In the U.S. there’s a League of Technical Voters the aim of which is to motivate and assist “technical experts to improve lawmaking and governmental process.” Citability.org, a project supported by that league and other organizations, is tackling one small part of the lawmaking-improvement process by urging “advanced permalinks” on American legislatures. Their complaints about the situation outside commercial databases are familiar:

  • links to statutes too often go to large PDF files;
  • where there are HTML files of legislation online, it isn’t possible to link to particular clauses within the legislation
  • when legislation changes, earlier online versions of provisions are lost and old links may no longer work

This is something we’ve had a go at on Slaw from time to time, the last occasion being a discussion on linking to a section in our Criminal Code. In that specific case, i.e. the case of the Code, CanLII stepped in with a beautifully rendered, detailed, hyperlinked table of contents; and Maureen Heeny drew our attention to the fact that the federal laws site has a guide on how to construct links to sections of federal legislation. This latter is helpful, of course, but not the simple solution that is needed: it ought to be the case that anyone reading a statute online can find a permalink to any provision (section, clause, subclause, etc.) without fuss or bother. The technology is available.

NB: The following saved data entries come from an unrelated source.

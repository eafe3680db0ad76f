//! `Link` response header parsing

use std::{collections::HashMap, str::FromStr};

use compact_str::CompactString;
use reqwest::header::{HeaderMap, LINK};

use super::error::{ClientError, Result};

pub const NEXT: &str = "next";

/// Relation label to URL mapping taken from one response.
///
/// A set is never merged with another one: each response replaces the
/// previous set when deciding what to request next.
#[derive(Debug, Default, Clone, PartialEq, Eq)]
pub struct LinkSet {
    links: HashMap<CompactString, CompactString>,
}

impl LinkSet {
    pub fn new() -> Self {
        Self::default()
    }

    /// Starting point of a walk: a set whose only relation is `next`.
    pub fn starting_at(url: impl Into<CompactString>) -> Self {
        let mut links = Self::new();
        links.insert(NEXT, url);
        links
    }

    /// Parse a raw header value such as
    /// `<https://x/?page=2>; rel="next", <https://x/?page=9>; rel="last"`.
    ///
    /// A blank value yields an empty set and blank entries, such as the one
    /// after a trailing comma, are skipped. A later entry with the same label
    /// replaces an earlier one.
    pub fn parse(header: &str) -> Result<Self> {
        let mut links = Self::new();

        for entry in header.split(',').filter(|entry| !entry.trim().is_empty()) {
            let (label, url) = parse_entry(entry)?;
            links.insert(label, url);
        }

        Ok(links)
    }

    /// Read the `Link` header of a response; an absent header is an empty set.
    pub fn from_headers(headers: &HeaderMap) -> Result<Self> {
        match headers.get(LINK) {
            None => Ok(Self::new()),
            Some(value) => {
                let value = value
                    .to_str()
                    .map_err(|_| ClientError::malformed_link("<non-ascii>", "header is not visible ASCII"))?;
                Self::parse(value)
            },
        }
    }

    pub fn insert(&mut self, label: impl Into<CompactString>, url: impl Into<CompactString>) {
        self.links.insert(label.into(), url.into());
    }

    pub fn get(&self, label: &str) -> Option<&str> {
        self.links.get(label).map(CompactString::as_str)
    }

    pub fn next(&self) -> Option<&str> {
        self.get(NEXT)
    }

    pub fn contains(&self, label: &str) -> bool {
        self.links.contains_key(label)
    }

    pub fn len(&self) -> usize {
        self.links.len()
    }

    pub fn is_empty(&self) -> bool {
        self.links.is_empty()
    }
}

impl FromStr for LinkSet {
    type Err = ClientError;

    fn from_str(s: &str) -> Result<Self> {
        Self::parse(s)
    }
}

fn parse_entry(entry: &str) -> Result<(CompactString, CompactString)> {
    let entry = entry.trim();
    let mut segments = entry.split(';');

    let target = segments.next().map(str::trim).unwrap_or_default();
    let url = target
        .strip_prefix('<')
        .and_then(|rest| rest.strip_suffix('>'))
        .map(str::trim)
        .ok_or_else(|| ClientError::malformed_link(entry, "URL is not enclosed in angle brackets"))?;
    if url.is_empty() {
        return Err(ClientError::malformed_link(entry, "empty URL"));
    }

    let literal = segments
        .filter_map(|param| param.split_once('='))
        .find(|(key, _)| key.trim().eq_ignore_ascii_case("rel"))
        .map(|(_, value)| value.trim())
        .ok_or_else(|| ClientError::malformed_link(entry, "missing rel= parameter"))?;

    let label: String = serde_json::from_str(literal)
        .map_err(|_| ClientError::malformed_link(entry, "rel value is not a quoted string"))?;

    Ok((label.into(), url.into()))
}
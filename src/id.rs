use compact_str::{CompactString, ToCompactString};
use serde::{Deserialize, Deserializer, Serialize, Serializer};

/// Opaque event identifier.
///
/// The feed hands out ids either as JSON strings or as integers; both are
/// normalized to their string form so `"42"` and `42` compare equal.
#[derive(Debug, Default, Clone, Eq, PartialEq, Hash, PartialOrd, Ord)]
pub struct EventId {
    value: CompactString,
}

impl EventId {
    pub fn new<S: Into<CompactString>>(id: S) -> Self {
        Self { value: id.into() }
    }

    pub fn as_str(&self) -> &str {
        &self.value
    }
}

impl From<&str> for EventId {
    fn from(value: &str) -> Self {
        Self::new(value)
    }
}

impl From<u64> for EventId {
    fn from(value: u64) -> Self {
        Self::new(value.to_compact_string())
    }
}

impl<'de> Deserialize<'de> for EventId {
    fn deserialize<D>(deserializer: D) -> Result<EventId, D::Error>
    where
        D: Deserializer<'de>,
    {
        use serde::de::{self, Visitor};
        use std::fmt;

        struct EventIdVisitor;

        impl<'de> Visitor<'de> for EventIdVisitor {
            type Value = EventId;

            fn expecting(&self, formatter: &mut fmt::Formatter) -> fmt::Result {
                formatter.write_str("a string or integer representing an event ID")
            }

            fn visit_str<E>(self, value: &str) -> Result<Self::Value, E>
            where
                E: de::Error,
            {
                Ok(EventId::new(value))
            }

            fn visit_string<E>(self, value: String) -> Result<Self::Value, E>
            where
                E: de::Error,
            {
                Ok(EventId::new(value))
            }

            fn visit_u64<E>(self, value: u64) -> Result<Self::Value, E>
            where
                E: de::Error,
            {
                Ok(EventId::from(value))
            }

            fn visit_i64<E>(self, value: i64) -> Result<Self::Value, E>
            where
                E: de::Error,
            {
                Ok(EventId::new(value.to_compact_string()))
            }
        }

        deserializer.deserialize_any(EventIdVisitor)
    }
}

impl Serialize for EventId {
    fn serialize<S>(&self, serializer: S) -> Result<S::Ok, S::Error>
    where
        S: Serializer,
    {
        serializer.serialize_str(&self.value)
    }
}

impl std::fmt::Display for EventId {
    fn fmt(&self, f: &mut std::fmt::Formatter) -> std::fmt::Result {
        write!(f, "{}", self.value)
    }
}
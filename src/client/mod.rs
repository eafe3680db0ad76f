//! Event feed client modules
//!
//! Link parsing, page fetching, pagination and the polling loop each live in
//! their own module; the poller ties them together with the dedup cache and
//! the publisher.

pub mod api;
pub mod config;
pub mod error;
pub mod links;
pub mod poller;
pub mod walker;

#[cfg(test)]
pub(crate) mod testing;

// Re-export main types for convenience
pub use api::{FeedApi, Page, PageSource};
pub use config::{ClientConfig, PollingConfig, RequestConfig};
pub use error::{ClientError, FailureKind};
pub use links::LinkSet;
pub use poller::{CycleReport, EventPoller, PollerState, spawn_poller};
pub use walker::{Walk, walk};

pub type Result<T> = std::result::Result<T, ClientError>;
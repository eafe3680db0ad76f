use std::path::{Path, PathBuf};

use clap::Parser;
use color_eyre::eyre::eyre;
use feed_relay::{
    client::{ClientConfig, EventPoller, FeedApi, spawn_poller},
    config::{ENV_FILE, RelayConfig, default_config_path, load_config, load_env_file, save_config},
    logging::{LoggingConfig, init_logging},
    publisher::Subscription,
};
use tracing::{info, warn};

#[derive(Debug, Parser)]
#[command(name = "feed-relay")]
#[command(version)]
#[command(about = "Polls the GitHub events feed and relays each new event once")]
struct Cli {
    /// Configuration file (defaults to the user config directory)
    #[arg(short, long, value_name = "PATH")]
    config: Option<PathBuf>,

    /// Feed root URL
    #[arg(long, value_name = "URL")]
    feed_url: Option<String>,

    /// Seconds to wait between polls
    #[arg(short, long, value_name = "SECS")]
    interval: Option<u64>,

    /// Print every new event to stdout as a JSON line; logs go to stderr
    #[arg(long)]
    print: bool,

    /// Enable debug logging
    #[arg(short, long)]
    debug: bool,

    /// Write the effective configuration (without the token) and exit
    #[arg(long)]
    init_config: bool,
}

impl Cli {
    fn apply(&self, mut config: RelayConfig) -> RelayConfig {
        if let Some(feed_url) = &self.feed_url {
            config.feed_url = feed_url.as_str().into();
        }
        if let Some(interval) = self.interval {
            config.poll_interval_secs = interval;
        }
        config
    }
}

#[tokio::main]
async fn main() -> color_eyre::Result<()> {
    color_eyre::install()?;

    let cli = Cli::parse();
    let config_path = cli.config.clone().unwrap_or_else(default_config_path);
    let config = cli.apply(load_config(&config_path)?);

    if cli.init_config {
        save_config(&config_path, &config.clone().without_token())?;
        println!("Configuration written to {}", config_path.display());
        return Ok(());
    }

    let env_file_loaded = load_env_file(Path::new(ENV_FILE));
    let config = config.with_env();
    let logging_config = LoggingConfig::from_env()
        .with_relay_config(&config)
        .with_debug(cli.debug)
        .with_stderr(cli.print);
    let _log_guard = init_logging(logging_config)?;
    info!(version = env!("CARGO_PKG_VERSION"), env_file_loaded, "feed-relay starting up");

    let client_config = ClientConfig::from(config);
    let api = FeedApi::new(client_config.clone())?;
    let poller = EventPoller::new(api, client_config.feed_url, client_config.polling);

    let relay = tokio::spawn(relay_events(poller.subscribe(), cli.print));
    let (mut poller_task, shutdown) = spawn_poller(poller);

    tokio::select! {
        result = &mut poller_task => {
            result?;
            return Err(eyre!("event poller stopped without a shutdown request"));
        }
        signal = tokio::signal::ctrl_c() => signal?,
    }
    warn!("Shutdown requested, finishing current cycle. Press Ctrl+C again to force quit.");
    let _ = shutdown.send(());

    tokio::select! {
        result = poller_task => result?,
        _ = tokio::signal::ctrl_c() => {
            warn!("Force quit");
            std::process::exit(130);
        }
    }

    relay.await?;
    info!("feed-relay stopped");
    Ok(())
}

/// Built-in subscriber: print events as JSON lines or log a one-line summary
async fn relay_events(mut subscription: Subscription, print: bool) {
    while let Some(event) = subscription.recv().await {
        if print {
            match serde_json::to_string(&event) {
                Ok(line) => println!("{line}"),
                Err(e) => warn!(event_id = %event.id, error = %e, "Failed to serialize event"),
            }
        } else {
            info!(
                event_id = %event.id,
                event_type = event.event_type().unwrap_or("-"),
                actor = event.actor_login().unwrap_or("-"),
                repo = event.repo_name().unwrap_or("-"),
                "New event"
            );
        }
    }
}
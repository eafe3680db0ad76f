//! Polls a paginated event feed and republishes every newly seen event once.
//!
//! [`client::EventPoller`] walks the feed from its root each cycle, stops as
//! soon as it reaches events delivered on the previous cycle, hands the new
//! ones to [`publisher::EventPublisher`] subscribers and sleeps for a fixed
//! interval.

pub mod client;
pub mod config;
pub mod dedup;
pub mod domain;
pub mod id;
pub mod logging;
pub mod publisher;
pub mod result;

pub use client::{ClientConfig, ClientError, EventPoller, FeedApi, LinkSet, PollerState};
pub use dedup::DedupCache;
pub use domain::{Event, RateLimit};
pub use id::EventId;
pub use publisher::{EventPublisher, Subscription};
use std::collections::HashSet;

use tracing::{debug, instrument};

use crate::{domain::Event, id::EventId};

/// Ids delivered by the most recently completed cycle.
///
/// `commit` replaces the contents wholesale, so memory stays bounded by one
/// cycle's batch however long the process runs.
#[derive(Debug, Default, Clone)]
pub struct DedupCache {
    ids: HashSet<EventId>,
}

impl DedupCache {
    pub fn new() -> Self {
        Self::default()
    }

    pub fn contains(&self, id: &EventId) -> bool {
        self.ids.contains(id)
    }

    /// True when any event of `batch` was already seen on the previous cycle
    pub fn overlaps(&self, batch: &[Event]) -> bool {
        batch.iter().any(|event| self.contains(&event.id))
    }

    /// Events of `batch` not seen on the previous cycle, in batch order
    pub fn filter_new(&self, batch: &[Event]) -> Vec<Event> {
        batch
            .iter()
            .filter(|event| {
                let seen = self.contains(&event.id);
                if seen {
                    debug!(event_id = %event.id, "Disregarding event already in the cache");
                }
                !seen
            })
            .cloned()
            .collect()
    }

    /// Replace the cache contents with exactly the ids of `batch`
    #[instrument(skip_all, fields(batch_size = batch.len()))]
    pub fn commit(&mut self, batch: &[Event]) {
        self.ids = batch.iter().map(|event| event.id.clone()).collect();
        debug!(cache_size = self.ids.len(), "Dedup cache replaced");
    }

    pub fn len(&self) -> usize {
        self.ids.len()
    }

    pub fn is_empty(&self) -> bool {
        self.ids.is_empty()
    }
}

#[cfg(test)]
mod tests {
    use super::*;

    fn batch(ids: &[u64]) -> Vec<Event> {
        ids.iter().map(|&id| Event::new(id)).collect()
    }

    fn ids(events: &[Event]) -> Vec<&str> {
        events.iter().map(|e| e.id.as_str()).collect()
    }

    #[test]
    fn empty_cache_passes_everything() {
        let cache = DedupCache::new();
        assert_eq!(ids(&cache.filter_new(&batch(&[3, 2, 1]))), vec!["3", "2", "1"]);
    }

    #[test]
    fn filter_is_idempotent_without_commit() {
        let mut cache = DedupCache::new();
        cache.commit(&batch(&[2, 1]));

        let candidate = batch(&[4, 3, 2]);
        let first = cache.filter_new(&candidate);
        let second = cache.filter_new(&candidate);
        assert_eq!(first, second);
        assert_eq!(ids(&first), vec!["4", "3"]);
    }

    #[test]
    fn commit_then_filter_is_empty() {
        let mut cache = DedupCache::new();
        let candidate = batch(&[9, 8, 7]);
        cache.commit(&candidate);
        assert!(cache.filter_new(&candidate).is_empty());
    }

    #[test]
    fn commit_replaces_instead_of_accumulating() {
        let mut cache = DedupCache::new();
        cache.commit(&batch(&[1, 2, 3]));
        cache.commit(&batch(&[4, 5]));

        assert_eq!(cache.len(), 2);
        assert!(!cache.contains(&EventId::from(1u64)));
        assert!(cache.contains(&EventId::from(5u64)));
    }

    #[test]
    fn overlap_detection() {
        let mut cache = DedupCache::new();
        assert!(!cache.overlaps(&batch(&[1])));

        cache.commit(&batch(&[1]));
        assert!(cache.overlaps(&batch(&[3, 2, 1])));
        assert!(!cache.overlaps(&batch(&[3, 2])));
    }
}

As Citability.org points out, U.K. legislation is further along in that the acts have hyperlinked tables of contents to each section, making it fairly easy to take the URL for that section.

Citability.org is planning its second “codathon” in (snowy) Washington, D.C., for February 26-28, inviting programmers to come together to create open source tools of universal application that will enable governments and citizens to find, cite, and re-find the rules of law.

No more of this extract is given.